A trip down South

The Thailand Philharmonic Orchestra plays in Yala in the spirit of solidarity and encouragement

The set list of TPO's performance includes the late King Bhumibol's compositions and local tunes aside from traditional symphony. Melalin Mahavongtrakul

The audiences looked on eagerly as throngs of classical musicians from the Thailand Philharmonic Orchestra (TPO), all smartly dressed in black, slowly filed onto the stage of Yala Rajabhat University's auditorium. Once the men and women in black were seated, and the conductor flicked his baton, the first melody struck. The powerful sounds of Russian composer Dmitri Shostakovich's Symphony No.5 soon engulfed the hall, filled with locals of Thailand's southernmost province.

Yala is home to untainted nature and cultural diversity, though unfortunately the province is better known as one of the sites for the decade-long southern insurgency. Over years of unrest, there have been bombing attacks and shootings in the public area. Bunkers and soldiers' checkpoints can still be found across the city.
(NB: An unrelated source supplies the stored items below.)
//! The memory pool is the single point where back-end-specific memory
//! enters the dataplane. Workers advertise the allocator kinds they can
//! consume; the batcher asks the pool for buffers drawn from that list.

use std::collections::HashMap;

use parking_lot::Mutex;
use thiserror::Error;

use crate::buffer::{AllocatorKind, Buffer, BufferStorage};
use crate::{ServerError, TensorMetadata};

#[derive(Clone, Debug, Error, PartialEq, Eq)]
pub enum PoolError {
    #[error("no registered allocator among the requested candidates")]
    AllocatorUnavailable,

    #[error("out of memory: requested {requested} bytes, {available} available")]
    OutOfMemory { requested: usize, available: usize },
}

impl From<PoolError> for ServerError {
    fn from(err: PoolError) -> Self {
        ServerError::ResourceExhausted(err.to_string())
    }
}

/// One memory provider. `chunk` carries the per-request extent so segmented
/// providers can size their chunks; contiguous providers ignore it.
pub trait Allocator: Send {
    fn kind(&self) -> AllocatorKind;
    fn get(&mut self, size: usize, chunk: usize) -> Result<Buffer, PoolError>;
    fn put(&mut self, buffer: Buffer);
}

/// Plain host memory with free-list reuse keyed by exact size.
#[derive(Default)]
pub struct CpuAllocator {
    free: HashMap<usize, Vec<Vec<u8>>>,
}

impl CpuAllocator {
    pub fn new() -> Self {
        Self::default()
    }
}

impl Allocator for CpuAllocator {
    fn kind(&self) -> AllocatorKind {
        AllocatorKind::Cpu
    }

    fn get(&mut self, size: usize, _chunk: usize) -> Result<Buffer, PoolError> {
        let storage = match self.free.get_mut(&size).and_then(Vec::pop) {
            Some(mut v) => {
                v.fill(0);
                v
            }
            None => vec![0u8; size],
        };
        Ok(Buffer::new(AllocatorKind::Cpu, BufferStorage::Cpu(storage)))
    }

    fn put(&mut self, buffer: Buffer) {
        if let BufferStorage::Cpu(v) = buffer.into_storage() {
            self.free.entry(v.len()).or_default().push(v);
        }
    }
}

/// Page-locked host memory for device DMA. Pinnable bytes are a scarce
/// kernel resource, so the provider is capped.
pub struct PinnedAllocator {
    capacity: usize,
    in_use: usize,
}

impl PinnedAllocator {
    pub const DEFAULT_CAPACITY: usize = 256 * 1024 * 1024;

    pub fn new() -> Self {
        Self::with_capacity(Self::DEFAULT_CAPACITY)
    }

    pub fn with_capacity(capacity: usize) -> Self {
        Self { capacity, in_use: 0 }
    }
}

impl Default for PinnedAllocator {
    fn default() -> Self {
        Self::new()
    }
}

impl Allocator for PinnedAllocator {
    fn kind(&self) -> AllocatorKind {
        AllocatorKind::CpuPinned
    }

    fn get(&mut self, size: usize, _chunk: usize) -> Result<Buffer, PoolError> {
        let available = self.capacity - self.in_use;
        if size > available {
            return Err(PoolError::OutOfMemory {
                requested: size,
                available,
            });
        }
        self.in_use += size;
        Ok(Buffer::new(
            AllocatorKind::CpuPinned,
            BufferStorage::CpuPinned(vec![0u8; size]),
        ))
    }

    fn put(&mut self, buffer: Buffer) {
        self.in_use = self.in_use.saturating_sub(buffer.len());
    }
}

/// Device memory, host-shadowed like the pinned provider.
pub struct RocmAllocator {
    capacity: usize,
    in_use: usize,
}

impl RocmAllocator {
    pub fn with_capacity(capacity: usize) -> Self {
        Self { capacity, in_use: 0 }
    }
}

impl Allocator for RocmAllocator {
    fn kind(&self) -> AllocatorKind {
        AllocatorKind::RocmDevice
    }

    fn get(&mut self, size: usize, _chunk: usize) -> Result<Buffer, PoolError> {
        let available = self.capacity - self.in_use;
        if size > available {
            return Err(PoolError::OutOfMemory {
                requested: size,
                available,
            });
        }
        self.in_use += size;
        Ok(Buffer::new(
            AllocatorKind::RocmDevice,
            BufferStorage::RocmDevice(vec![0u8; size]),
        ))
    }

    fn put(&mut self, buffer: Buffer) {
        self.in_use = self.in_use.saturating_sub(buffer.len());
    }
}

/// Batch-major segmented tensor buffers: one chunk per batch slot.
#[derive(Default)]
pub struct VartAllocator;

impl VartAllocator {
    pub fn new() -> Self {
        Self
    }
}

impl Allocator for VartAllocator {
    fn kind(&self) -> AllocatorKind {
        AllocatorKind::VartTensor
    }

    fn get(&mut self, size: usize, chunk: usize) -> Result<Buffer, PoolError> {
        let chunk_len = if chunk == 0 { size.max(1) } else { chunk };
        let mut chunks = Vec::new();
        let mut remaining = size;
        while remaining > 0 {
            let n = chunk_len.min(remaining);
            chunks.push(vec![0u8; n]);
            remaining -= n;
        }
        Ok(Buffer::new(
            AllocatorKind::VartTensor,
            BufferStorage::VartTensor { chunk_len, chunks },
        ))
    }

    fn put(&mut self, _buffer: Buffer) {}
}

/// Hands out buffers from an ordered list of candidate allocator kinds and
/// accepts them back for reuse. Internally synchronized; callers see a
/// free-threaded pool.
pub struct MemoryPool {
    allocators: Mutex<HashMap<AllocatorKind, Box<dyn Allocator>>>,
}

impl MemoryPool {
    /// Pool with the host-side providers registered.
    pub fn new() -> Self {
        let pool = Self::empty();
        pool.register(Box::new(CpuAllocator::new()));
        pool.register(Box::new(PinnedAllocator::new()));
        pool
    }

    pub fn empty() -> Self {
        Self {
            allocators: Mutex::new(HashMap::new()),
        }
    }

    pub fn register(&self, allocator: Box<dyn Allocator>) {
        let mut allocators = self.allocators.lock();
        allocators.insert(allocator.kind(), allocator);
    }

    /// Get a buffer of `batch_size` times the tensor's byte extent from the
    /// first candidate that is registered and can satisfy the allocation.
    pub fn get(
        &self,
        candidates: &[AllocatorKind],
        tensor: &TensorMetadata,
        batch_size: usize,
    ) -> Result<Buffer, PoolError> {
        let chunk = tensor.shape.numel() * tensor.dtype.size();
        let size = chunk * batch_size;

        let mut allocators = self.allocators.lock();
        let mut last_oom = None;
        for kind in candidates {
            let Some(allocator) = allocators.get_mut(kind) else {
                continue;
            };
            match allocator.get(size, chunk) {
                Ok(buffer) => return Ok(buffer),
                Err(err @ PoolError::OutOfMemory { .. }) => last_oom = Some(err),
                Err(err) => return Err(err),
            }
        }
        Err(last_oom.unwrap_or(PoolError::AllocatorUnavailable))
    }

    /// Return a buffer for reuse. Buffers from unregistered providers are
    /// simply dropped.
    pub fn put(&self, buffer: Buffer) {
        let mut allocators = self.allocators.lock();
        if let Some(allocator) = allocators.get_mut(&buffer.allocator()) {
            allocator.put(buffer);
        }
    }
}

impl Default for MemoryPool {
    fn default() -> Self {
        Self::new()
    }
}
use crossbeam::channel;

use crate::{InferenceResponse, InputTensor, OutputRequest, ParameterMap, ServerError};

/// Completion channel for one request. Streaming workers send multiple
/// responses; one-shot adapters collapse the stream to its first element.
pub type ResponseSender = channel::Sender<InferenceResponse>;
pub type ResponseReceiver = channel::Receiver<InferenceResponse>;

/// One inference request on its way through the pipeline. Consumed once:
/// the worker that processes it invokes the callback and the request is
/// dropped with its batch.
#[derive(Debug)]
pub struct InferenceRequest {
    pub id: String,
    pub inputs: Vec<InputTensor>,
    pub outputs: Vec<OutputRequest>,
    pub parameters: ParameterMap,
    callback: Option<ResponseSender>,
}

impl InferenceRequest {
    /// Build a request together with the receiving end of its completion
    /// channel.
    pub fn new(inputs: Vec<InputTensor>) -> (Self, ResponseReceiver) {
        let (tx, rx) = channel::unbounded();
        (Self::with_callback(inputs, tx), rx)
    }

    /// Build a request that reports onto an existing channel. Adapters that
    /// multiplex many requests over one stream use this form.
    pub fn with_callback(inputs: Vec<InputTensor>, callback: ResponseSender) -> Self {
        Self {
            id: String::new(),
            inputs,
            outputs: Vec::new(),
            parameters: ParameterMap::new(),
            callback: Some(callback),
        }
    }

    pub fn set_id(&mut self, id: &str) {
        self.id = id.to_string();
    }

    pub fn add_output(&mut self, output: OutputRequest) {
        self.outputs.push(output);
    }

    /// Deliver a response without consuming the callback. Streaming workers
    /// may call this any number of times. A gone receiver is not an error;
    /// the client hung up.
    pub fn run_callback(&self, response: InferenceResponse) {
        if let Some(callback) = &self.callback {
            let _ = callback.send(response);
        }
    }

    /// Deliver exactly one response; the channel is dropped afterwards so a
    /// second delivery is impossible for this request.
    pub fn run_callback_once(&mut self, response: InferenceResponse) {
        if let Some(callback) = self.callback.take() {
            let _ = callback.send(response);
        }
    }

    /// Deliver a single error-bearing response.
    pub fn run_callback_error(&mut self, model: &str, error: ServerError) {
        let response = InferenceResponse::from_error(model, &self.id, error);
        self.run_callback_once(response);
    }
}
"Ever since the incident, people have rarely come to Yala," admitted Pongsak Yingchoncharoen, mayor of Yala. "Before, we would have groups coming to play sports and music. That's in the past now."

So it brought excitement to the locals once they learned that the TPO would be bringing its hundred musicians, soloists and staff members right into the heart of Yala for a free concert at the start of this month. The big musical troupe travelled via plane to Hat Yai, Songkhla province, where they spent another two hours on the bus before reaching Yala.

The concert was played on the same night the group arrived in town, with the performance -- under American conductor Delta David Gier -- starting with Shostakovich's 1937 work, which lasted about 45 minutes. During the show's second half, the music took a lighter turn with Narong Prangcharoen's Phenomenon, plus some local tunes arranged by Prateep Suphanrojn.

While the performance was remarkable enough without any vocals, it was obvious that the crowd's favourite was Cherryl Hayes, a jazz singer who livened up the stage with her vibrant energy and soulful voice. Her previous audiences have included the late King Bhumibol Adulyadej and HM Queen Sirikit.

Hayes performed three songs: No Moon and H.M. Blues, composed by King Bhumibol, plus George Gershwin's The Man I Love. She was also accompanied by saxophonist Krit Buranavitayawut.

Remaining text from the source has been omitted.